Your instructions: Every line of the data below needs to be reproduced exactly.

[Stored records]
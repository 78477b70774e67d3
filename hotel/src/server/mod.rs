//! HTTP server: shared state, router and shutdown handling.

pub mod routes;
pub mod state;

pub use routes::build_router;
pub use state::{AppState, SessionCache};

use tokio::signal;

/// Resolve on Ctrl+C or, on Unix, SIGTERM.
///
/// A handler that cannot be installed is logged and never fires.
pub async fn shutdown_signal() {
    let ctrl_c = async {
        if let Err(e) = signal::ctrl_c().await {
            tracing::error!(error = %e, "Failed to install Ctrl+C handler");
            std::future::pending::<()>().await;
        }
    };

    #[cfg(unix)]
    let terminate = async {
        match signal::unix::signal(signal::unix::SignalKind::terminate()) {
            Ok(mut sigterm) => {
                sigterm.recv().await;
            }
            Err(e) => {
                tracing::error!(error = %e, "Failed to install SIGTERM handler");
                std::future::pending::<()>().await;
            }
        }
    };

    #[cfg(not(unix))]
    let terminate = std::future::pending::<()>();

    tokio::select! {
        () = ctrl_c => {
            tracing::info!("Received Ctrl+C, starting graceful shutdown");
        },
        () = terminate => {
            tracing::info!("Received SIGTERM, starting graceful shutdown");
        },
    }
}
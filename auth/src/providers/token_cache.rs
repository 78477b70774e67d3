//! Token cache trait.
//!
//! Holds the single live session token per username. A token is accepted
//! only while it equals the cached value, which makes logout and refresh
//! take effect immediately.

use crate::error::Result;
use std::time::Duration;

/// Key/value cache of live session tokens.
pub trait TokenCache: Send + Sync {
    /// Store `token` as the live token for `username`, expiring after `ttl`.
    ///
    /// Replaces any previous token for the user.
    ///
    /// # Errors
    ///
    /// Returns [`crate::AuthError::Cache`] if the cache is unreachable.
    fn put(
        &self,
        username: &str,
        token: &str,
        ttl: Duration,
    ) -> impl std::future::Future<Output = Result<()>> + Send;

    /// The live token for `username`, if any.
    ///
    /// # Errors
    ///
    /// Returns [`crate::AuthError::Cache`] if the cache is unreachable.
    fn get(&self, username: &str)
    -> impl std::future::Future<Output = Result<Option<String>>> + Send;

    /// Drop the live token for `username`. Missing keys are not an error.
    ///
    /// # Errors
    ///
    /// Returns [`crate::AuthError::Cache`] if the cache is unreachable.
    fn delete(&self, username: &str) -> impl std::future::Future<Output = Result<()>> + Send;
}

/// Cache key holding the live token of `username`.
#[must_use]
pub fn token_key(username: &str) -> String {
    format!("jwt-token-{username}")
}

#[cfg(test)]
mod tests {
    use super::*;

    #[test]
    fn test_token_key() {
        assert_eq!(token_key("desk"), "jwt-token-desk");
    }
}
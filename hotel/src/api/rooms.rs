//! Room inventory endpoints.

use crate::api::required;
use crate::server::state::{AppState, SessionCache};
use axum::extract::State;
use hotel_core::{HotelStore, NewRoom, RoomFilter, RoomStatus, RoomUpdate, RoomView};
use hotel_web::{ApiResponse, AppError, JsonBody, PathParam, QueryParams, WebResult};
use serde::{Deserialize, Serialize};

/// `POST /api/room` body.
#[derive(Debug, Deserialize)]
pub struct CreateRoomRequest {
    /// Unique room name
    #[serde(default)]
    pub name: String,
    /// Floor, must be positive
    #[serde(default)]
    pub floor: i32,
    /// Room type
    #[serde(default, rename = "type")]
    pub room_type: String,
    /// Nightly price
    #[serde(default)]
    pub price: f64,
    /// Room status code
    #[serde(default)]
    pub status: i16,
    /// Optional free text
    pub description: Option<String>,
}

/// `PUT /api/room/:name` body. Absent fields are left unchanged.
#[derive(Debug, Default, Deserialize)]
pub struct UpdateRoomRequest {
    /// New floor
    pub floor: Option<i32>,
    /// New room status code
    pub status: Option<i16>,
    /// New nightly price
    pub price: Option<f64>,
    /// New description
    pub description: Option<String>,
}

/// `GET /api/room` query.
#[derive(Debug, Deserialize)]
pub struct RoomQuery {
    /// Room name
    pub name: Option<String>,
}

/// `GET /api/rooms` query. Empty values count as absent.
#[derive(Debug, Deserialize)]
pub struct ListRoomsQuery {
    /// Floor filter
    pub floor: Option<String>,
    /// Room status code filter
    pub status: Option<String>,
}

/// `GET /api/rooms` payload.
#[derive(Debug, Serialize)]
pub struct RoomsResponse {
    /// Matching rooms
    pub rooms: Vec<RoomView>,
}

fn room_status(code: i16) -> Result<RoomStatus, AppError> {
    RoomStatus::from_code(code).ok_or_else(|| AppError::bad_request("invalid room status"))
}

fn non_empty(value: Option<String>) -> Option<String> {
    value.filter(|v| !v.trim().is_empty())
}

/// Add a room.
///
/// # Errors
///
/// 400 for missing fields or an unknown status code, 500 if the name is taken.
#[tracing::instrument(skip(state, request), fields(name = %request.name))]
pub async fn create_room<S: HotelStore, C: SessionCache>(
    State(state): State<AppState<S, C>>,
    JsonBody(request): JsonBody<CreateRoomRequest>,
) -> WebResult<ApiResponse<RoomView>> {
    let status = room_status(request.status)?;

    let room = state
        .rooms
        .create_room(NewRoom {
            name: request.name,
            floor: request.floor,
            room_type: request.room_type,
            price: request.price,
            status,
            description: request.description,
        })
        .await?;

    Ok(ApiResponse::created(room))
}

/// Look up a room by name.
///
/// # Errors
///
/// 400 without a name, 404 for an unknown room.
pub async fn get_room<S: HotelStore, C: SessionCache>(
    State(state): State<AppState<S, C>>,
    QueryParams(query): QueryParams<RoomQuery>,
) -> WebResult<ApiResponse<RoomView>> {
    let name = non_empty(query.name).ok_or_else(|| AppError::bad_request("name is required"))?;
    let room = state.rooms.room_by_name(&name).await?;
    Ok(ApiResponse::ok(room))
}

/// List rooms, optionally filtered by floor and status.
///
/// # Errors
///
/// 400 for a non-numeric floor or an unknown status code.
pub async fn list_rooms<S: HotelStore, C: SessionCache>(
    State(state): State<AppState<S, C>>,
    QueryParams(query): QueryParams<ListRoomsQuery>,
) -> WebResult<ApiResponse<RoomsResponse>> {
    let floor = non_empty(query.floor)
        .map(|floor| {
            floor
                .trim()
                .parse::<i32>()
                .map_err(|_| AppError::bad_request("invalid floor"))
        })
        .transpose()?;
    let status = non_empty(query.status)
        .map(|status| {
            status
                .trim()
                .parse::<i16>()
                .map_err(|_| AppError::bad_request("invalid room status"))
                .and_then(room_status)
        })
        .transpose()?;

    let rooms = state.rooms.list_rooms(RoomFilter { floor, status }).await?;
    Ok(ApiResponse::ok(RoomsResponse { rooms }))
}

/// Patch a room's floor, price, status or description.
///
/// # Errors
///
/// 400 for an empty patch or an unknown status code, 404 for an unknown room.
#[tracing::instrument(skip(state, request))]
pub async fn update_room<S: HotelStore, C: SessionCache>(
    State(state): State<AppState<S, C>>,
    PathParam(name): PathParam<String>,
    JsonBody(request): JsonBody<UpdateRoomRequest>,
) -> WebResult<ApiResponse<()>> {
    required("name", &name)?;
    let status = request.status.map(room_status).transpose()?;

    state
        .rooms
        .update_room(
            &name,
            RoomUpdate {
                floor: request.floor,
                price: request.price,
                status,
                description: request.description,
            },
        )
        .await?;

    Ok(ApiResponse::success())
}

Answer below:
repository 78477b70774e67d3
filename hotel/src/server/mod.rs
//! HTTP server: shared state, router and shutdown handling.

pub mod routes;
pub mod state;

pub use routes::build_router;
pub use state::{AppState, SessionCache};

use tokio::signal;

/// Resolve on Ctrl+C or, on Unix, SIGTERM.
///
/// A handler that cannot be installed is logged and never fires.
pub async fn shutdown_signal() {
    let ctrl_c = async {
        if let Err(e) = signal::ctrl_c().await {
            tracing::error!(error = %e, "Failed to install Ctrl+C handler");
            std::future::pending::<()>().await;
        }
    };

    #[cfg(unix)]
    let terminate = async {
        match signal::unix::signal(signal::unix::SignalKind::terminate()) {
            Ok(mut sigterm) => {
                sigterm.recv().await;
            }
            Err(e) => {
                tracing::error!(error = %e, "Failed to install SIGTERM handler");
                std::future::pending::<()>().await;
            }
        }
    };

    #[cfg(not(unix))]
    let terminate = std::future::pending::<()>();

    tokio::select! {
        () = ctrl_c => {
            tracing::info!("Received Ctrl+C, starting graceful shutdown");
        },
        () = terminate => {
            tracing::info!("Received SIGTERM, starting graceful shutdown");
        },
    }
}
filename auth/src/providers/token_cache.rs
repository 78477b70774e67d3
//! Token cache trait.
//!
//! Holds the single live session token per username. A token is accepted
//! only while it equals the cached value, which makes logout and refresh
//! take effect immediately.

use crate::error::Result;
use std::time::Duration;

/// Key/value cache of live session tokens.
pub trait TokenCache: Send + Sync {
    /// Store `token` as the live token for `username`, expiring after `ttl`.
    ///
    /// Replaces any previous token for the user.
    ///
    /// # Errors
    ///
    /// Returns [`crate::AuthError::Cache`] if the cache is unreachable.
    fn put(
        &self,
        username: &str,
        token: &str,
        ttl: Duration,
    ) -> impl std::future::Future<Output = Result<()>> + Send;

    /// The live token for `username`, if any.
    ///
    /// # Errors
    ///
    /// Returns [`crate::AuthError::Cache`] if the cache is unreachable.
    fn get(&self, username: &str)
    -> impl std::future::Future<Output = Result<Option<String>>> + Send;

    /// Drop the live token for `username`. Missing keys are not an error.
    ///
    /// # Errors
    ///
    /// Returns [`crate::AuthError::Cache`] if the cache is unreachable.
    fn delete(&self, username: &str) -> impl std::future::Future<Output = Result<()>> + Send;
}

/// Cache key holding the live token of `username`.
#[must_use]
pub fn token_key(username: &str) -> String {
    format!("jwt-token-{username}")
}

#[cfg(test)]
mod tests {
    use super::*;

    #[test]
    fn test_token_key() {
        assert_eq!(token_key("desk"), "jwt-token-desk");
    }
}
filename hotel/src/api/rooms.rs
//! Room inventory endpoints.

use crate::api::required;
use crate::server::state::{AppState, SessionCache};
use axum::extract::State;
use hotel_core::{HotelStore, NewRoom, RoomFilter, RoomStatus, RoomUpdate, RoomView};
use hotel_web::{ApiResponse, AppError, JsonBody, PathParam, QueryParams, WebResult};
use serde::{Deserialize, Serialize};

/// `POST /api/room` body.
#[derive(Debug, Deserialize)]
pub struct CreateRoomRequest {
    /// Unique room name
    #[serde(default)]
    pub name: String,
    /// Floor, must be positive
    #[serde(default)]
    pub floor: i32,
    /// Room type
    #[serde(default, rename = "type")]
    pub room_type: String,
    /// Nightly price
    #[serde(default)]
    pub price: f64,
    /// Room status code
    #[serde(default)]
    pub status: i16,
    /// Optional free text
    pub description: Option<String>,
}

/// `PUT /api/room/:name` body. Absent fields are left unchanged.
#[derive(Debug, Default, Deserialize)]
pub struct UpdateRoomRequest {
    /// New floor
    pub floor: Option<i32>,
    /// New room status code
    pub status: Option<i16>,
    /// New nightly price
    pub price: Option<f64>,
    /// New description
    pub description: Option<String>,
}

/// `GET /api/room` query.
#[derive(Debug, Deserialize)]
pub struct RoomQuery {
    /// Room name
    pub name: Option<String>,
}

/// `GET /api/rooms` query. Empty values count as absent.
#[derive(Debug, Deserialize)]
pub struct ListRoomsQuery {
    /// Floor filter
    pub floor: Option<String>,
    /// Room status code filter
    pub status: Option<String>,
}

/// `GET /api/rooms` payload.
#[derive(Debug, Serialize)]
pub struct RoomsResponse {
    /// Matching rooms
    pub rooms: Vec<RoomView>,
}

fn room_status(code: i16) -> Result<RoomStatus, AppError> {
    RoomStatus::from_code(code).ok_or_else(|| AppError::bad_request("invalid room status"))
}

fn non_empty(value: Option<String>) -> Option<String> {
    value.filter(|v| !v.trim().is_empty())
}

/// Add a room.
///
/// # Errors
///
/// 400 for missing fields or an unknown status code, 500 if the name is taken.
#[tracing::instrument(skip(state, request), fields(name = %request.name))]
pub async fn create_room<S: HotelStore, C: SessionCache>(
    State(state): State<AppState<S, C>>,
    JsonBody(request): JsonBody<CreateRoomRequest>,
) -> WebResult<ApiResponse<RoomView>> {
    let status = room_status(request.status)?;

    let room = state
        .rooms
        .create_room(NewRoom {
            name: request.name,
            floor: request.floor,
            room_type: request.room_type,
            price: request.price,
            status,
            description: request.description,
        })
        .await?;

    Ok(ApiResponse::created(room))
}

/// Look up a room by name.
///
/// # Errors
///
/// 400 without a name, 404 for an unknown room.
pub async fn get_room<S: HotelStore, C: SessionCache>(
    State(state): State<AppState<S, C>>,
    QueryParams(query): QueryParams<RoomQuery>,
) -> WebResult<ApiResponse<RoomView>> {
    let name = non_empty(query.name).ok_or_else(|| AppError::bad_request("name is required"))?;
    let room = state.rooms.room_by_name(&name).await?;
    Ok(ApiResponse::ok(room))
}

/// List rooms, optionally filtered by floor and status.
///
/// # Errors
///
/// 400 for a non-numeric floor or an unknown status code.
pub async fn list_rooms<S: HotelStore, C: SessionCache>(
    State(state): State<AppState<S, C>>,
    QueryParams(query): QueryParams<ListRoomsQuery>,
) -> WebResult<ApiResponse<RoomsResponse>> {
    let floor = non_empty(query.floor)
        .map(|floor| {
            floor
                .trim()
                .parse::<i32>()
                .map_err(|_| AppError::bad_request("invalid floor"))
        })
        .transpose()?;
    let status = non_empty(query.status)
        .map(|status| {
            status
                .trim()
                .parse::<i16>()
                .map_err(|_| AppError::bad_request("invalid room status"))
                .and_then(room_status)
        })
        .transpose()?;

    let rooms = state.rooms.list_rooms(RoomFilter { floor, status }).await?;
    Ok(ApiResponse::ok(RoomsResponse { rooms }))
}

/// Patch a room's floor, price, status or description.
///
/// # Errors
///
/// 400 for an empty patch or an unknown status code, 404 for an unknown room.
#[tracing::instrument(skip(state, request))]
pub async fn update_room<S: HotelStore, C: SessionCache>(
    State(state): State<AppState<S, C>>,
    PathParam(name): PathParam<String>,
    JsonBody(request): JsonBody<UpdateRoomRequest>,
) -> WebResult<ApiResponse<()>> {
    required("name", &name)?;
    let status = request.status.map(room_status).transpose()?;

    state
        .rooms
        .update_room(
            &name,
            RoomUpdate {
                floor: request.floor,
                price: request.price,
                status,
                description: request.description,
            },
        )
        .await?;

    Ok(ApiResponse::success())
}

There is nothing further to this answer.